Thelma, 2017.
Directed by Joachim Trier.
Starring Eili Harboe, Kaya Wilkins, Henrik Rafaelson, Ellen Dorrit Petersen, and Grethe Eltervag.
SYNOPSIS:
Newly arrived at college, Thelma finds it hard to settle in: her parents are constantly on the phone and she’s not making any friends. After suffering a mysterious seizure in the library, she becomes close to one of the students who helped her and comes out of her shell. Tests fail to establish the reason for her seizures, but she soon becomes aware that they’re a symptom of greater personal power.
After his first venture into English with Louder Than Bombs (2015), Joachim Trier reverts to his home territory and language – Danish – in Thelma, but switches genre dramatically. From a film about memory that delved deeply into its characters, he’s taken a sharp turn towards the supernatural and added a dash of subtle horror.
The opening scene immediately signposts a key moment in the latter stages of the film. A little girl and her father are walking through the winter landscape, firstly over a frozen lake where she watches the fish swimming underneath the ice, and then in the forest. He takes aim at a deer but, unbeknown to the girl, changes his target and points his rifle directly at her. It’s the first of a number of questions the director throws out at the audience: in this instance, it’s one that actually gets an answer, unlike many others which are left frustratingly open-ended. There are simply too many of them, giving the film a sense of being unfinished and only partially thought through.
Thelma’s (an appealing Eili Harboe) mysterious powers don’t really make sense to anybody, let alone the girl herself. But they do mean that, if she really wants to and regardless of the reason, she can eradicate people. It’s a bit like Carrie, but without the prom or all that blood. She’s a prolific dreamer and they’re laden with a certain amount of significance, particularly with symbolic wildlife – there’s an especially sensual snake. In fact, insects, animals and especially birds are usually the prelude to another seizure – that, or something more sinister. In a Hitchcockian way, she’d do well to stay away from birds altogether.
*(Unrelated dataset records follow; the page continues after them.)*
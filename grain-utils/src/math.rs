//! Scalar helpers for shaping noise values.

/// Clamps `value` into the range spanned by `min` and `max`, in either order.
#[must_use]
pub fn clamp(value: f64, min: f64, max: f64) -> f64 {
    value.max(min.min(max)).min(min.max(max))
}

/// Linearly remaps `value` from `[from_min, from_max]` onto `[to_min, to_max]`.
#[must_use]
pub fn scale(value: f64, from_min: f64, from_max: f64, to_min: f64, to_max: f64) -> f64 {
    (value - from_min) * ((to_max - to_min) / (from_max - from_min)) + to_min
}

/// Like [`scale`], but the result is clamped to the target range.
#[must_use]
pub fn scale_clamped(value: f64, from_min: f64, from_max: f64, to_min: f64, to_max: f64) -> f64 {
    clamp(scale(value, from_min, from_max, to_min, to_max), to_min, to_max)
}

/// Linear interpolation between `a` and `b`.
#[inline]
#[must_use]
pub fn lerp(a: f64, b: f64, alpha: f64) -> f64 {
    (1.0 - alpha) * a + b * alpha
}

/// Inverse of [`lerp`]: where `value` sits between `a` and `b`.
///
/// Returns `0.0` when `a == b`.
#[must_use]
#[allow(clippy::float_cmp)]
pub fn inverse_lerp(a: f64, b: f64, value: f64) -> f64 {
    if a == b { 0.0 } else { (value - a) / (b - a) }
}

/// Hermite smoothstep of `value` between the two edges.
#[must_use]
pub fn smoothstep(min: f64, max: f64, value: f64) -> f64 {
    let x = ((value - min) / (max - min)).clamp(0.0, 1.0);
    x * x * (3.0 - 2.0 * x)
}

/// Perlin's smootherstep, with zero first and second derivatives at the edges.
#[must_use]
pub fn smootherstep(min: f64, max: f64, value: f64) -> f64 {
    let x = ((value - min) / (max - min)).clamp(0.0, 1.0);
    x * x * x * (x * (x * 6.0 - 15.0) + 10.0)
}

/// Fractional part, always in `[0, 1)` for finite input.
#[inline]
#[must_use]
pub fn fract(value: f64) -> f64 {
    value - value.floor()
}

/// Modulo whose result takes the sign of `n`.
#[inline]
#[must_use]
pub fn floor_mod(value: f64, n: f64) -> f64 {
    ((value % n) + n) % n
}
Her relationship with her over-protective, deeply religious parents is one of the most convincing aspects of a film that otherwise drags its feet. Her father, Trond (Henrik Rafaelson) is a doctor, but the way he practises medicine is highly suspect: he treated Thelma with strong drugs when she was a child. He is nothing short of creepy but his wheelchair bound wife Unni (Ellen Dorrit Petersen) is dependent on him and totally under the proverbial thumb. Watching the way they are determined to run Thelma’s life evokes Philip Larkin’s most famous line. And he’s not wrong.
There’s enough interest in the way of ideas and themes, alongside some nice camera work. Trier has a particular liking for aerial shots of people, zooming in gradually and keeping you guessing until the last-minute as to who is the real focus of the shot. So it makes it all the more disappointing that the film is so slow and low-key that it really never takes off. The potential is there for real tension and mystery, but instead all it manages is the occasional tingle and a sense of irritation at yet another loose end left dangling in mid-air. The efforts of the cast and, indeed, Trier himself are almost all for nought.